*Recorded data*:
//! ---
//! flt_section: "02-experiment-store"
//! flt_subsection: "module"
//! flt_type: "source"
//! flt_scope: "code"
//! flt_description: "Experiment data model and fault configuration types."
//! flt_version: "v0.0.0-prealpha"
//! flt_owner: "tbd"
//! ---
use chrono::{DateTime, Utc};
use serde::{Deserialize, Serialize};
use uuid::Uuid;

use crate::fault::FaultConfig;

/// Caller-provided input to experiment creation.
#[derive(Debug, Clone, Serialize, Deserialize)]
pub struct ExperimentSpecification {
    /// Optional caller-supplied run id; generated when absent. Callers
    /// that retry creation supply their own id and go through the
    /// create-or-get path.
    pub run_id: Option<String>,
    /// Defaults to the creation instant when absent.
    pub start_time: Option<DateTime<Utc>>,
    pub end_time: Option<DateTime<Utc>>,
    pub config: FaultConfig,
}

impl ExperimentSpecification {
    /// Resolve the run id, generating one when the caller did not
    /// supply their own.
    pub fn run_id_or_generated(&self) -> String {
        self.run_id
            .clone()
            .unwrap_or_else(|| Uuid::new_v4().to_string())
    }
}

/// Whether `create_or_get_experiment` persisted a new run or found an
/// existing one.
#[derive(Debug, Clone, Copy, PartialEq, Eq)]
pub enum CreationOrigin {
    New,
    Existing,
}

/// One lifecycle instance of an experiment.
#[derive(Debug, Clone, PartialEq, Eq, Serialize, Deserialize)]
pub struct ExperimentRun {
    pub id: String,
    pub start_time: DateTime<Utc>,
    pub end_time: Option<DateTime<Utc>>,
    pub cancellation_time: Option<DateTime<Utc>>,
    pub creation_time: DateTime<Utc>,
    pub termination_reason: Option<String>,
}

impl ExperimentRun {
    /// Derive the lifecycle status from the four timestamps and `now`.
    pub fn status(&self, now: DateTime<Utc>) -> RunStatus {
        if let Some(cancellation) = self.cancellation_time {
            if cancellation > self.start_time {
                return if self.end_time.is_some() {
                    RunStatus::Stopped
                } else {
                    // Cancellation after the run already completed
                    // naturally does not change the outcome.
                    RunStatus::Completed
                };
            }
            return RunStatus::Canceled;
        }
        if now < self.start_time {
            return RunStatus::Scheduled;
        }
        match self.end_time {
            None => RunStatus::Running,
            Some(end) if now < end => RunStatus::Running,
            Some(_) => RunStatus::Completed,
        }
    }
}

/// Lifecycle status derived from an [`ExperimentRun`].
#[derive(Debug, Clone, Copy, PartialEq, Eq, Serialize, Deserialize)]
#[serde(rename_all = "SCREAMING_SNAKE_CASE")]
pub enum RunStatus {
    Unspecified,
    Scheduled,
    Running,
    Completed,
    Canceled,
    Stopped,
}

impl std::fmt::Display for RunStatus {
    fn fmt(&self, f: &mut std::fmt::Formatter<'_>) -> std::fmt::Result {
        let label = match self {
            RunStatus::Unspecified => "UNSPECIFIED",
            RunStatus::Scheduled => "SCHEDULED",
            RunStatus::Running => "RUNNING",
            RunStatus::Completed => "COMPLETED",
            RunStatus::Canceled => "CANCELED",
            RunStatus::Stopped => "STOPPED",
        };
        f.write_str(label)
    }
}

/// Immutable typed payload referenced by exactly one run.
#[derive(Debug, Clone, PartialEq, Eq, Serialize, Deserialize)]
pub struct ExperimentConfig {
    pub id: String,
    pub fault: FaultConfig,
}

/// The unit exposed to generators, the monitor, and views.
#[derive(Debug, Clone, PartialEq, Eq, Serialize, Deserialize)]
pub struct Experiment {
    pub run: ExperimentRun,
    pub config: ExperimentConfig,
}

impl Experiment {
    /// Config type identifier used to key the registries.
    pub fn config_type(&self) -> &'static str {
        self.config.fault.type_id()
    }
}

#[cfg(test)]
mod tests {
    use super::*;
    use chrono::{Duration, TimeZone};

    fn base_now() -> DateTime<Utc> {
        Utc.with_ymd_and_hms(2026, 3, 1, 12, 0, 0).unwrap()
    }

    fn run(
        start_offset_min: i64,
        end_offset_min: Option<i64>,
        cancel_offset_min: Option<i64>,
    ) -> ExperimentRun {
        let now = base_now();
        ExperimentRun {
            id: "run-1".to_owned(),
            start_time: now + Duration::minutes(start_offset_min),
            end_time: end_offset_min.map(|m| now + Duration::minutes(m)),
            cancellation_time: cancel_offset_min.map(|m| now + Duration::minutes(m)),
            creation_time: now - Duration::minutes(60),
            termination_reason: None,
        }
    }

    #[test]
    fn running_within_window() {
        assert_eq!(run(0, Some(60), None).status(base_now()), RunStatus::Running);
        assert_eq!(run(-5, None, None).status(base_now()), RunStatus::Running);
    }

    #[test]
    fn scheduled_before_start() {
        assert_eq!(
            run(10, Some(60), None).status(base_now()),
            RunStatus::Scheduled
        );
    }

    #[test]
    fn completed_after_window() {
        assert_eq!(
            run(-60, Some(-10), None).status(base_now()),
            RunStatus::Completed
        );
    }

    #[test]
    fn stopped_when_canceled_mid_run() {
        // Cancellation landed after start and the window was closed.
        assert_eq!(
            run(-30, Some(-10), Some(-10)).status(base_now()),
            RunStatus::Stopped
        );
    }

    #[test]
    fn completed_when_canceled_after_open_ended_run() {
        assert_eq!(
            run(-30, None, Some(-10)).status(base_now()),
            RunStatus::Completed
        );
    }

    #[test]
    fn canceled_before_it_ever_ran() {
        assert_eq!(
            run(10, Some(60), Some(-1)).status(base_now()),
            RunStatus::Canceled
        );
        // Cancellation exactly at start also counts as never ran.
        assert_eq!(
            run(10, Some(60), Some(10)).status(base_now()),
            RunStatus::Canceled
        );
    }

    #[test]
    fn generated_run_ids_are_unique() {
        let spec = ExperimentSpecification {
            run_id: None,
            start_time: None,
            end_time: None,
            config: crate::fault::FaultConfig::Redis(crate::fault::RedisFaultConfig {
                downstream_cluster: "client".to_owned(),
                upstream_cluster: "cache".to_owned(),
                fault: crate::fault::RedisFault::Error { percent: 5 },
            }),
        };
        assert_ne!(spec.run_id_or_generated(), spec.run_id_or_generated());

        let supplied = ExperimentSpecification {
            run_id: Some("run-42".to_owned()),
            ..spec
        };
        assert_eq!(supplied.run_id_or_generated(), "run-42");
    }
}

*Exercise objective*:
Start at the first line of the entries and stop at the line with "pub struct ExperimentRun". Retype each of those lines exactly, both ends included.

*Response area*:
//! ---
//! flt_section: "02-experiment-store"
//! flt_subsection: "module"
//! flt_type: "source"
//! flt_scope: "code"
//! flt_description: "Experiment data model and fault configuration types."
//! flt_version: "v0.0.0-prealpha"
//! flt_owner: "tbd"
//! ---
use chrono::{DateTime, Utc};
use serde::{Deserialize, Serialize};
use uuid::Uuid;

use crate::fault::FaultConfig;

/// Caller-provided input to experiment creation.
#[derive(Debug, Clone, Serialize, Deserialize)]
pub struct ExperimentSpecification {
    /// Optional caller-supplied run id; generated when absent. Callers
    /// that retry creation supply their own id and go through the
    /// create-or-get path.
    pub run_id: Option<String>,
    /// Defaults to the creation instant when absent.
    pub start_time: Option<DateTime<Utc>>,
    pub end_time: Option<DateTime<Utc>>,
    pub config: FaultConfig,
}

impl ExperimentSpecification {
    /// Resolve the run id, generating one when the caller did not
    /// supply their own.
    pub fn run_id_or_generated(&self) -> String {
        self.run_id
            .clone()
            .unwrap_or_else(|| Uuid::new_v4().to_string())
    }
}

/// Whether `create_or_get_experiment` persisted a new run or found an
/// existing one.
#[derive(Debug, Clone, Copy, PartialEq, Eq)]
pub enum CreationOrigin {
    New,
    Existing,
}

/// One lifecycle instance of an experiment.
#[derive(Debug, Clone, PartialEq, Eq, Serialize, Deserialize)]
pub struct ExperimentRun {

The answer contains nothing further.